Determine how many lines in the data below contain "queue" and write only that number.

↓↓↓

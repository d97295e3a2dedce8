//! Tube trace events and their text form.

use std::collections::VecDeque;
use std::fmt::Write;

use beeb_trace::{
    EventFormatter, SaveContext, Trace, TraceEvent, TraceEventRegistry, TraceEventSource,
    TraceEventType,
};

use crate::{Tube, TubeSide};

const FIFO_EVENT_SIZE: usize = 3;
const STATUS_EVENT_SIZE: usize = 3;

// FIFO event flag bits
const H_NOT_FULL: u8 = 0x01;
const H_AVAILABLE: u8 = 0x02;
const P_NOT_FULL: u8 = 0x04;
const P_AVAILABLE: u8 = 0x08;
const HIRQ: u8 = 0x10;
const PIRQ: u8 = 0x20;
const PNMI: u8 = 0x40;

const CONTROL_NAMES: [&str; 7] = ["Q", "I", "J", "M", "V", "P", "T"];

/// Event types the Tube records.
#[derive(Debug, Clone, Copy, PartialEq, Eq)]
pub struct TubeTraceEvents {
    /// `[status, fifo3 counts, irq bits]`.
    pub write_status: TraceEventType,
    /// `[channel, value, flags]` for each of the four below.
    pub host_write: TraceEventType,
    pub host_read: TraceEventType,
    pub parasite_write: TraceEventType,
    pub parasite_read: TraceEventType,
}

impl TubeTraceEvents {
    #[must_use]
    pub fn register(registry: &mut TraceEventRegistry) -> Self {
        Self {
            write_status: registry.register(
                "TubeWriteStatusEvent",
                STATUS_EVENT_SIZE,
                TraceEventSource::Host,
            ),
            host_write: registry.register(
                "TubeHostWriteEvent",
                FIFO_EVENT_SIZE,
                TraceEventSource::Host,
            ),
            host_read: registry.register(
                "TubeHostReadEvent",
                FIFO_EVENT_SIZE,
                TraceEventSource::Host,
            ),
            parasite_write: registry.register(
                "TubeParasiteWriteEvent",
                FIFO_EVENT_SIZE,
                TraceEventSource::Parasite,
            ),
            parasite_read: registry.register(
                "TubeParasiteReadEvent",
                FIFO_EVENT_SIZE,
                TraceEventSource::Parasite,
            ),
        }
    }

    pub(crate) fn fifo_event(&self, side: TubeSide, write: bool) -> TraceEventType {
        match (side, write) {
            (TubeSide::Host, true) => self.host_write,
            (TubeSide::Host, false) => self.host_read,
            (TubeSide::Parasite, true) => self.parasite_write,
            (TubeSide::Parasite, false) => self.parasite_read,
        }
    }

    fn fifo_side(&self, event_type: TraceEventType) -> Option<(TubeSide, bool)> {
        [
            (self.host_write, TubeSide::Host, true),
            (self.host_read, TubeSide::Host, false),
            (self.parasite_write, TubeSide::Parasite, true),
            (self.parasite_read, TubeSide::Parasite, false),
        ]
        .into_iter()
        .find(|(ty, _, _)| *ty == event_type)
        .map(|(_, side, write)| (side, write))
    }
}

fn irq_bits(tube: &Tube) -> u8 {
    let mut bits = 0;
    if tube.hirq {
        bits |= HIRQ;
    }
    if tube.pirq {
        bits |= PIRQ;
    }
    if tube.pnmi {
        bits |= PNMI;
    }
    bits
}

pub(crate) fn fifo_payload(tube: &Tube, channel: u8, value: u8) -> [u8; FIFO_EVENT_SIZE] {
    let (h, p) = tube.channel_status(channel);
    let mut flags = irq_bits(tube);
    if h.not_full {
        flags |= H_NOT_FULL;
    }
    if h.available {
        flags |= H_AVAILABLE;
    }
    if p.not_full {
        flags |= P_NOT_FULL;
    }
    if p.available {
        flags |= P_AVAILABLE;
    }
    [channel, value, flags]
}

pub(crate) fn status_payload(tube: &Tube) -> [u8; STATUS_EVENT_SIZE] {
    [
        tube.status,
        tube.h2p3.n | tube.p2h3.n << 2,
        irq_bits(tube) >> 4,
    ]
}

fn char_column(value: u8) -> &'static str {
    match value {
        b'\t' => "\\t",
        b'\n' => "\\n",
        b'\r' => "\\r",
        _ => "",
    }
}

/// Log the parasite-to-host FIFO1 queue as index, decimal, hex and ASCII
/// rows.
pub(crate) fn write_fifo1_queue(trace: &mut Trace, op: &str, queue: &VecDeque<u8>) {
    let mut index = String::new();
    let mut dec = String::new();
    let mut hex = String::new();
    let mut chars = String::new();
    for (i, &value) in queue.iter().enumerate() {
        let _ = write!(index, "{i:3} ");
        let _ = write!(dec, "{value:3} ");
        let _ = write!(hex, "${value:02x} ");
        // Four columns per entry.
        if (32..=126).contains(&value) {
            let _ = write!(chars, "{:<4}", char::from(value));
        } else {
            let _ = write!(chars, "{:<4}", char_column(value));
        }
    }

    trace.alloc_fmt(format_args!("{op} FIFO1"));
    trace.alloc_fmt(format_args!("Index: {index}"));
    trace.alloc_fmt(format_args!("Dec  : {dec}"));
    trace.alloc_fmt(format_args!("Hex  : {hex}"));
    trace.alloc_fmt(format_args!("ASCII: {chars}"));
}

fn printable(value: u8) -> char {
    if (32..=126).contains(&value) {
        char::from(value)
    } else {
        '?'
    }
}

/// Renders Tube FIFO traffic and control register writes.
#[derive(Debug)]
pub struct TubeEventFormatter {
    events: TubeTraceEvents,
}

impl TubeEventFormatter {
    #[must_use]
    pub fn new(events: TubeTraceEvents) -> Self {
        Self { events }
    }

    /// Types this formatter handles, for [`beeb_trace::TraceSaver::with_formatter`].
    #[must_use]
    pub fn event_types(&self) -> [TraceEventType; 5] {
        [
            self.events.write_status,
            self.events.host_write,
            self.events.host_read,
            self.events.parasite_write,
            self.events.parasite_read,
        ]
    }

    fn format_status(event: &TraceEvent<'_>, out: &mut String) {
        let [status, fifo3, irqs] = [event.data[0], event.data[1], event.data[2]];
        let names: Vec<&str> = CONTROL_NAMES
            .iter()
            .enumerate()
            .filter(|(bit, _)| status & 1 << bit != 0)
            .map(|(_, name)| *name)
            .collect();

        let _ = writeln!(
            out,
            "Tube status: ${status:02x} ({}); FIFO3 h->p n={} p->h n={}; HIRQ={} PIRQ={} PNMI={}",
            if names.is_empty() {
                "-".to_owned()
            } else {
                names.join(" ")
            },
            fifo3 & 3,
            fifo3 >> 2 & 3,
            irqs & 1,
            irqs >> 1 & 1,
            irqs >> 2 & 1,
        );
    }

    fn format_fifo(side: TubeSide, write: bool, event: &TraceEvent<'_>, out: &mut String) {
        let [channel, value, flags] = [event.data[0], event.data[1], event.data[2]];
        // Writes go away from the writer, reads come towards the reader.
        let direction = match (side, write) {
            (TubeSide::Host, true) | (TubeSide::Parasite, false) => "h->p",
            (TubeSide::Parasite, true) | (TubeSide::Host, false) => "p->h",
        };
        let bit = |mask: u8| u8::from(flags & mask != 0);

        let _ = writeln!(
            out,
            "{direction} FIFO{channel} {}={value} (0x{value:02X}, '{}') \
             H not full={} available={}; P not full={} available={}; \
             HIRQ={} PIRQ={} PNMI={}",
            if write { "write" } else { "read" },
            printable(value),
            bit(H_NOT_FULL),
            bit(H_AVAILABLE),
            bit(P_NOT_FULL),
            bit(P_AVAILABLE),
            bit(HIRQ),
            bit(PIRQ),
            bit(PNMI),
        );
    }
}

impl EventFormatter for TubeEventFormatter {
    fn format(&mut self, event: &TraceEvent<'_>, ctx: &mut SaveContext, out: &mut String) {
        out.push_str(ctx.time_prefix());
        if event.event_type == self.events.write_status {
            Self::format_status(event, out);
        } else if let Some((side, write)) = self.events.fifo_side(event.event_type) {
            Self::format_fifo(side, write, event, out);
        }
    }
}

↑↑↑

*Finished task:*
3